TASK INSTRUCTIONS:
Using the listing below, print exactly everything from the line with "use crate::db::punches::load_punches;" down to the line with "let punches = load_punches(&pool.conn, employee.as_ref().map(|e|", both included, and nothing more.

┏━━

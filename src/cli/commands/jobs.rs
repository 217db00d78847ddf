use crate::cli::commands::with_controller;
use crate::cli::parser::Cli;
use crate::config::Config;
use crate::errors::AppResult;
use crate::utils::table::Table;

/// List the offered jobs. Pay is never shown.
pub fn handle(cli: &Cli, cfg: &Config) -> AppResult<()> {
    with_controller(cli, cfg, |ctl| {
        if ctl.jobs().is_empty() {
            return Ok(());
        }

        let selected = ctl.state().selected_job.as_ref().map(|j| j.id.clone());
        let mut table = Table::new(&["", "ID", "JOB"]);
        for job in ctl.jobs() {
            let marker = if selected.as_deref() == Some(job.id.as_str()) {
                "*"
            } else {
                ""
            };
            table.add_row(vec![marker.to_string(), job.id.clone(), job.name.clone()]);
        }

        println!();
        print!("{}", table.render());
        Ok(())
    })
}
//! Path utilities: expand ~ in user-supplied paths.

use std::path::PathBuf;

pub fn expand_tilde(path: &str) -> PathBuf {
    if path.starts_with("~/")
        && let Some(home) = dirs::home_dir()
    {
        return home.join(path.trim_start_matches("~/"));
    }
    PathBuf::from(path)
}
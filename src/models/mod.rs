pub mod action;
pub mod buttons;
pub mod employee;
pub mod job;
pub mod location;
pub mod payload;
pub mod session_state;
pub mod status;
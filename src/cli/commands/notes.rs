use crate::cli::commands::with_controller;
use crate::cli::parser::{Cli, Commands};
use crate::config::Config;
use crate::errors::AppResult;
use crate::ui::messages::info;

pub fn handle(cli: &Cli, cfg: &Config) -> AppResult<()> {
    if let Commands::Notes { text, show } = &cli.command {
        with_controller(cli, cfg, |ctl| {
            if *show || text.is_none() {
                let notes = ctl.notes()?;
                if notes.is_empty() {
                    info("No notes saved.");
                } else {
                    println!("{notes}");
                }
                return Ok(());
            }

            let status = ctl.set_notes(text.as_deref().unwrap_or_default())?;
            status.show();
            Ok(())
        })?;
    }

    Ok(())
}
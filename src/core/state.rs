//! Pure validation of the four clock actions.
//!
//! Nothing here touches storage or the network: `apply` looks at the current
//! state and either describes the transition to perform or rejects it with
//! the warning to show. `on_break` is never true while clocked out.

use crate::models::action::ClockAction;
use crate::models::session_state::SessionState;
use crate::models::status::Status;

/// Outcome of an accepted action.
#[derive(Debug, Clone, PartialEq)]
pub struct Transition {
    pub is_clocked_in: bool,
    pub on_break: bool,
    /// Punches to relay, in order.
    pub events: Vec<ClockAction>,
    pub status: Status,
}

/// Reason an action was refused; the state stays as it was.
#[derive(Debug, Clone, PartialEq)]
pub struct Rejection(pub Status);

impl Rejection {
    fn warn(msg: &str) -> Self {
        Rejection(Status::warn(msg))
    }
}

pub fn apply(state: &SessionState, action: ClockAction) -> Result<Transition, Rejection> {
    match action {
        ClockAction::ClockIn => clock_in(state),
        ClockAction::BreakStart => break_start(state),
        ClockAction::BreakEnd => break_end(state),
        ClockAction::ClockOut => clock_out(state),
    }
}

fn clock_in(state: &SessionState) -> Result<Transition, Rejection> {
    let Some(job) = &state.selected_job else {
        return Err(Rejection::warn("Please select a job before clocking in."));
    };
    if state.is_clocked_in {
        return Err(Rejection::warn("You are already clocked in."));
    }

    Ok(Transition {
        is_clocked_in: true,
        on_break: false,
        events: vec![ClockAction::ClockIn],
        status: Status::ok(format!("Clocked In ✅ ({})", job.name)),
    })
}

fn break_start(state: &SessionState) -> Result<Transition, Rejection> {
    if !state.has_job() {
        return Err(Rejection::warn("Select a job before starting break."));
    }
    if !state.is_clocked_in {
        return Err(Rejection::warn("You must Clock In before starting break."));
    }
    if state.on_break {
        return Err(Rejection::warn("Break is already active."));
    }

    Ok(Transition {
        is_clocked_in: true,
        on_break: true,
        events: vec![ClockAction::BreakStart],
        status: Status::ok("Break Started 🟡"),
    })
}

fn break_end(state: &SessionState) -> Result<Transition, Rejection> {
    if !state.has_job() {
        return Err(Rejection::warn("Select a job before ending break."));
    }
    if !state.is_clocked_in {
        return Err(Rejection::warn("You must Clock In before ending break."));
    }
    if !state.on_break {
        return Err(Rejection::warn("No active break to end."));
    }

    Ok(Transition {
        is_clocked_in: true,
        on_break: false,
        events: vec![ClockAction::BreakEnd],
        status: Status::ok("Break Ended ✅"),
    })
}

fn clock_out(state: &SessionState) -> Result<Transition, Rejection> {
    if !state.has_job() {
        return Err(Rejection::warn("Please select a job before clocking out."));
    }
    if !state.is_clocked_in {
        return Err(Rejection::warn("You are not clocked in."));
    }

    let mut events = Vec::with_capacity(2);
    if state.on_break {
        events.push(ClockAction::BreakEnd);
    }
    events.push(ClockAction::ClockOut);

    Ok(Transition {
        is_clocked_in: false,
        on_break: false,
        events,
        status: Status::ok("Clocked Out ✅ (Notes saved if entered)"),
    })
}
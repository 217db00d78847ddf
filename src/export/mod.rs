// src/export/mod.rs

mod csv;
mod fs_utils;
mod json;

use crate::db::punches::Punch;
use crate::errors::AppResult;
use crate::ui::messages::success;
use crate::utils::path::expand_tilde;
use clap::ValueEnum;

#[derive(Clone, Debug, ValueEnum)]
pub enum ExportFormat {
    Csv,
    Json,
}

impl ExportFormat {
    pub fn as_str(&self) -> &'static str {
        match self {
            ExportFormat::Csv => "csv",
            ExportFormat::Json => "json",
        }
    }
}

/// Write the punch journal to `file`, asking before overwriting unless `force`.
pub fn export_punches(
    punches: &[Punch],
    format: &ExportFormat,
    file: &str,
    force: bool,
) -> AppResult<()> {
    let path = expand_tilde(file);
    fs_utils::ensure_writable(&path, force)?;

    match format {
        ExportFormat::Csv => csv::write_csv(&path, punches)?,
        ExportFormat::Json => json::write_json(&path, punches)?,
    }

    success(format!(
        "{} export completed: {} ({} punches)",
        format.as_str().to_uppercase(),
        path.display(),
        punches.len()
    ));
    Ok(())
}
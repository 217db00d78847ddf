use crate::cli::parser::{Cli, Commands};
use crate::config::Config;
use crate::core::directory;
use crate::db::pool::DbPool;
use crate::db::punches::load_punches;
use crate::errors::AppResult;
use crate::export::export_punches;

pub fn handle(cli: &Cli, cfg: &Config) -> AppResult<()> {
    if let Commands::Export {
        format,
        file,
        all,
        force,
    } = &cli.command
    {
        let employee = if *all {
            None
        } else {
            Some(directory::resolve(cli.emp.as_deref())?)
        };

        let pool = DbPool::open(&cfg.database)?;
        let punches = load_punches(&pool.conn, employee.as_ref().map(|e| e.code.as_str()))?;
        export_punches(&punches, format, file, *force)?;
    }
    Ok(())
}
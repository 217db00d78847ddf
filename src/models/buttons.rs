use super::session_state::SessionState;

/// Which actions are currently available.
#[derive(Debug, Clone, Copy, PartialEq, Eq)]
pub struct ButtonStates {
    pub clock_in: bool,
    pub break_start: bool,
    pub break_end: bool,
    pub clock_out: bool,
    pub notes: bool,
}

impl ButtonStates {
    pub fn derive(state: &SessionState) -> Self {
        let has_job = state.has_job();
        let clocked = state.is_clocked_in;
        let on_break = state.on_break;

        Self {
            clock_in: !clocked && has_job,
            break_start: clocked && !on_break && has_job,
            break_end: clocked && on_break && has_job,
            clock_out: clocked && has_job,
            notes: clocked,
        }
    }

    /// (label, enabled) pairs in display order.
    pub fn entries(&self) -> [(&'static str, bool); 5] {
        [
            ("clock-in", self.clock_in),
            ("break-start", self.break_start),
            ("break-end", self.break_end),
            ("clock-out", self.clock_out),
            ("notes", self.notes),
        ]
    }
}
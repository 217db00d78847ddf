//! SQLite connection wrapper (lightweight for CLI usage).

use crate::db::initialize::init_db;
use crate::errors::AppResult;
use rusqlite::Connection;
use std::path::Path;

pub struct DbPool {
    pub conn: Connection,
}

impl DbPool {
    pub fn new(path: &str) -> AppResult<Self> {
        if let Some(parent) = Path::new(path).parent()
            && !parent.as_os_str().is_empty()
        {
            std::fs::create_dir_all(parent)?;
        }
        let conn = Connection::open(Path::new(path))?;
        Ok(Self { conn })
    }

    /// Open the database and bring its schema up to date.
    pub fn open(path: &str) -> AppResult<Self> {
        let pool = Self::new(path)?;
        init_db(&pool.conn)?;
        Ok(pool)
    }

    /// In-memory database with the full schema, used by unit tests.
    pub fn in_memory() -> AppResult<Self> {
        let conn = Connection::open_in_memory()?;
        init_db(&conn)?;
        Ok(Self { conn })
    }
}
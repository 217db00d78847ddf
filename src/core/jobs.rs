//! Job list loading and selection restore.

use crate::errors::{AppError, AppResult};
use crate::models::job::Job;
use crate::models::status::Status;
use crate::utils::path::expand_tilde;
use regex::Regex;
use std::fs;
use std::sync::OnceLock;
use std::time::Duration;

/// Where the job list comes from.
#[derive(Debug, Clone, PartialEq, Eq)]
pub enum JobSource {
    Http { url: String, timeout: Duration },
    File(String),
}

impl JobSource {
    pub fn describe(&self) -> String {
        match self {
            JobSource::Http { url, .. } => url.clone(),
            JobSource::File(path) => path.clone(),
        }
    }
}

/// Fetch and parse the job list.
pub fn load_jobs(source: &JobSource) -> AppResult<Vec<Job>> {
    let body = match source {
        JobSource::Http { url, timeout } => {
            let client = reqwest::blocking::Client::builder()
                .timeout(*timeout)
                .build()?;
            client.get(url).send()?.error_for_status()?.text()?
        }
        JobSource::File(path) => fs::read_to_string(expand_tilde(path))?,
    };
    parse_jobs_body(&body)
}

fn jsonp_re() -> &'static Regex {
    static RE: OnceLock<Regex> = OnceLock::new();
    RE.get_or_init(|| {
        Regex::new(r"(?s)^\s*[A-Za-z_$][\w$.]*\s*\((.*)\)\s*;?\s*$").expect("valid JSONP regex")
    })
}

/// Parse a job list body. Accepts a plain JSON array or the same array
/// wrapped in a JSONP callback (`loadJobs([...]);`).
pub fn parse_jobs_body(body: &str) -> AppResult<Vec<Job>> {
    let trimmed = body.trim();
    let json = if trimmed.starts_with('[') {
        trimmed
    } else if let Some(caps) = jsonp_re().captures(trimmed) {
        caps.get(1).map(|m| m.as_str()).unwrap_or_default()
    } else {
        return Err(AppError::InvalidJobs(
            "expected a JSON array or a JSONP callback".into(),
        ));
    };

    let jobs: Vec<Job> =
        serde_json::from_str(json).map_err(|e| AppError::InvalidJobs(e.to_string()))?;
    Ok(jobs.into_iter().filter(|j| !j.id.is_empty()).collect())
}

/// Pick the remembered job if it is still offered.
pub fn restore_selection(jobs: &[Job], last_id: Option<&str>) -> Option<Job> {
    let id = last_id?;
    jobs.iter().find(|j| j.id == id).cloned()
}

/// Banner shown once the job list is in place.
pub fn selection_status(selected: Option<&Job>) -> Status {
    match selected {
        Some(job) => Status::info(format!("Selected: {}", job.name)),
        None => Status::info("Select the current job to enable clock actions."),
    }
}

pub fn load_failure_status(err: &AppError) -> Status {
    Status::err(format!("Jobs failed to load ({err})."))
}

┗━━

THE ANSWER:
use crate::db::punches::load_punches;
use crate::errors::AppResult;
use crate::export::export_punches;

pub fn handle(cli: &Cli, cfg: &Config) -> AppResult<()> {
    if let Commands::Export {
        format,
        file,
        all,
        force,
    } = &cli.command
    {
        let employee = if *all {
            None
        } else {
            Some(directory::resolve(cli.emp.as_deref())?)
        };

        let pool = DbPool::open(&cfg.database)?;
        let punches = load_punches(&pool.conn, employee.as_ref().map(|e| e.code.as_str()))?;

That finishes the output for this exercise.